O cómo es verdad que se pilla antes a un mentiroso que a un cojo. Podría y de hecho debería haber investigado antes y no después. Pero la ilusión es ciega y tonta. El caso es que justo después de iniciar la disputa me puse a investigar acerca del micrófono estropeado y me encontré de bruces con algo más que sorprendente.
La cara que se me debió poner, por desgracia, no quedó registrada. Entré en la página donde aparecía el texto sospechoso, pero una vez dentro, no estaba. Sin embargo el usuario creador del tema vendía un teléfono exactamente igual en las mismas fechas. Se me pusieron los pelos de punta y comencé a tirar del hilo. Gracias a que alguien inventó la caché de Google pude saber sin género de dudas que el defecto de mi teléfono era anterior a la subasta. Encontré el tema antes de su edición, escrito por el mismo usuario.

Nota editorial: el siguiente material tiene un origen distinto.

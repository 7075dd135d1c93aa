//! # Frames: Envelope, Codecs, and Framing
//!
//! Everything that crosses a [`TransportChannel`](crate::channel::TransportChannel)
//! is a [`Frame`]. The bootstrap core only relies on two properties of a frame:
//! its optional correlation id and its kind. The payload is opaque bytes whose
//! meaning belongs to the layer that produced it (text commands, handshake
//! records, push messages).
//!
//! ## Wire layout
//!
//! ```text
//! +----------------+-------------------------------+
//! | len: u32 (BE)  | frame encoded with FrameCodec |
//! +----------------+-------------------------------+
//! ```
//!
//! Three codecs are supported, the same trio MerkleKV uses for change events:
//! JSON (readable), CBOR (compact, self-describing) and Bincode (smallest,
//! not self-describing). Both ends must agree on the codec.

use serde::de::DeserializeOwned;
use serde::{Deserialize, Serialize};
use tokio::io::{AsyncRead, AsyncReadExt, AsyncWrite, AsyncWriteExt};

use crate::error::{Error, Result};

/// Frames larger than this are rejected on both read and write
pub const MAX_FRAME_LEN: usize = 16 * 1024 * 1024;

/// Version carried in the handshake record
pub const PROTOCOL_VERSION: u16 = 1;

/// What a frame is for.
#[derive(Debug, Clone, Copy, PartialEq, Eq, Serialize, Deserialize)]
#[serde(rename_all = "lowercase")]
pub enum FrameKind {
    /// Connection establishment request (client → server)
    Handshake,
    /// Command request (client → server)
    Request,
    /// Successful reply, echoes the request id
    Response,
    /// Failed reply, echoes the request id; payload is the error text
    Error,
    /// Server-initiated message with no id
    Push,
}

/// Envelope exchanged over a transport channel.
#[derive(Debug, Clone, PartialEq, Eq, Serialize, Deserialize)]
pub struct Frame {
    /// Correlation id; `None` for push frames
    pub id: Option<u64>,
    pub kind: FrameKind,
    pub payload: Vec<u8>,
}

impl Frame {
    pub fn new(id: Option<u64>, kind: FrameKind, payload: impl Into<Vec<u8>>) -> Self {
        Self {
            id,
            kind,
            payload: payload.into(),
        }
    }

    pub fn handshake(id: u64, payload: impl Into<Vec<u8>>) -> Self {
        Self::new(Some(id), FrameKind::Handshake, payload)
    }

    pub fn request(id: u64, payload: impl Into<Vec<u8>>) -> Self {
        Self::new(Some(id), FrameKind::Request, payload)
    }

    pub fn response(id: u64, payload: impl Into<Vec<u8>>) -> Self {
        Self::new(Some(id), FrameKind::Response, payload)
    }

    pub fn error(id: u64, message: &str) -> Self {
        Self::new(Some(id), FrameKind::Error, message.as_bytes())
    }

    pub fn push(payload: impl Into<Vec<u8>>) -> Self {
        Self::new(None, FrameKind::Push, payload)
    }

    /// Payload interpreted as UTF-8 text
    pub fn payload_str(&self) -> Result<&str> {
        std::str::from_utf8(&self.payload)
            .map_err(|e| Error::invalid_response(format!("payload is not UTF-8: {}", e)))
    }
}

/// Serialization used for frames and structured payloads.
#[derive(Debug, Clone, Copy, Default, PartialEq, Eq, Serialize, Deserialize)]
#[serde(rename_all = "lowercase")]
pub enum FrameCodec {
    #[default]
    Json,
    Cbor,
    Bincode,
}

impl FrameCodec {
    pub fn encode<T: Serialize>(self, value: &T) -> Result<Vec<u8>> {
        match self {
            FrameCodec::Json => serde_json::to_vec(value).map_err(|e| Error::codec(e.to_string())),
            FrameCodec::Cbor => serde_cbor::to_vec(value).map_err(|e| Error::codec(e.to_string())),
            FrameCodec::Bincode => {
                bincode::serialize(value).map_err(|e| Error::codec(e.to_string()))
            }
        }
    }

    pub fn decode<T: DeserializeOwned>(self, bytes: &[u8]) -> Result<T> {
        match self {
            FrameCodec::Json => {
                serde_json::from_slice(bytes).map_err(|e| Error::codec(e.to_string()))
            }
            FrameCodec::Cbor => {
                serde_cbor::from_slice(bytes).map_err(|e| Error::codec(e.to_string()))
            }
            FrameCodec::Bincode => {
                bincode::deserialize(bytes).map_err(|e| Error::codec(e.to_string()))
            }
        }
    }
}

/// Record sent in the payload of a handshake frame.
#[derive(Debug, Clone, PartialEq, Eq, Serialize, Deserialize)]
pub struct Handshake {
    pub version: u16,
    /// Per-connection identifier (UUID v4)
    pub client_id: String,
    pub client_name: Option<String>,
    pub username: Option<String>,
    pub password: Option<String>,
    pub database_id: u32,
    /// Channels to subscribe to once the connection is ready
    pub channels: Vec<String>,
    /// Channel patterns to subscribe to once the connection is ready
    pub patterns: Vec<String>,
}

/// Record carried in the payload of a push frame.
#[derive(Debug, Clone, PartialEq, Eq, Serialize, Deserialize)]
pub struct PushMessage {
    pub channel: String,
    /// Pattern that matched, for pattern subscriptions
    pub pattern: Option<String>,
    pub message: Vec<u8>,
}

impl PushMessage {
    pub fn new(channel: impl Into<String>, message: impl Into<Vec<u8>>) -> Self {
        Self {
            channel: channel.into(),
            pattern: None,
            message: message.into(),
        }
    }

    /// Message body as text, replacing invalid UTF-8
    pub fn message_lossy(&self) -> String {
        String::from_utf8_lossy(&self.message).into_owned()
    }
}

/// Write one length-prefixed frame and flush.
pub async fn write_frame<W>(writer: &mut W, codec: FrameCodec, frame: &Frame) -> Result<()>
where
    W: AsyncWrite + Unpin,
{
    let body = codec.encode(frame)?;
    if body.len() > MAX_FRAME_LEN {
        return Err(Error::codec(format!(
            "frame of {} bytes exceeds limit of {}",
            body.len(),
            MAX_FRAME_LEN
        )));
    }
    writer.write_u32(body.len() as u32).await?;
    writer.write_all(&body).await?;
    writer.flush().await?;
    Ok(())
}

/// Read one length-prefixed frame.
///
/// Returns `Ok(None)` when the peer closed the stream between frames. A
/// stream that ends part way through the length prefix is a `Codec` error.
pub async fn read_frame<R>(reader: &mut R, codec: FrameCodec) -> Result<Option<Frame>>
where
    R: AsyncRead + Unpin,
{
    let mut header = [0u8; 4];
    let mut filled = 0;
    while filled < header.len() {
        let n = reader.read(&mut header[filled..]).await?;
        if n == 0 {
            if filled == 0 {
                return Ok(None);
            }
            return Err(Error::codec(format!(
                "stream ended inside a frame header ({} of {} bytes)",
                filled,
                header.len()
            )));
        }
        filled += n;
    }
    let len = u32::from_be_bytes(header) as usize;
    if len > MAX_FRAME_LEN {
        return Err(Error::codec(format!(
            "incoming frame of {} bytes exceeds limit of {}",
            len, MAX_FRAME_LEN
        )));
    }
    let mut body = vec![0u8; len];
    reader.read_exact(&mut body).await?;
    codec.decode(&body).map(Some)
}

Encontré otro similar en Macuarium, incluso aparecieron temas donde posteaba su email, su procedencia y varias indicaciones que le relacionaban directamente a él. No era ninguna coincidencia. Era simplemente evidente. Ante los descubrimientos, y tras hacer impresiones y pantallazos de todo, estuve algo de tiempo pensando qué hacer… Si lo destapo, quizá tiene influencia o medios para hacer que mis pruebas “desaparezcan”. No sabía cómo de importante podía ser el personaje, o a quién conocía. Decidí subir toda la información a Paypal mediante fax y luego, por vía electrónica. Además tenía la carta de Correos manifestando el perfecto estado del paquete, fotos del envoltorio…
Todo empezaba a ponerse a mi favor de golpe.
Nota: He editado su nombre para no hacer leña del árbol caído. No pretendo eso.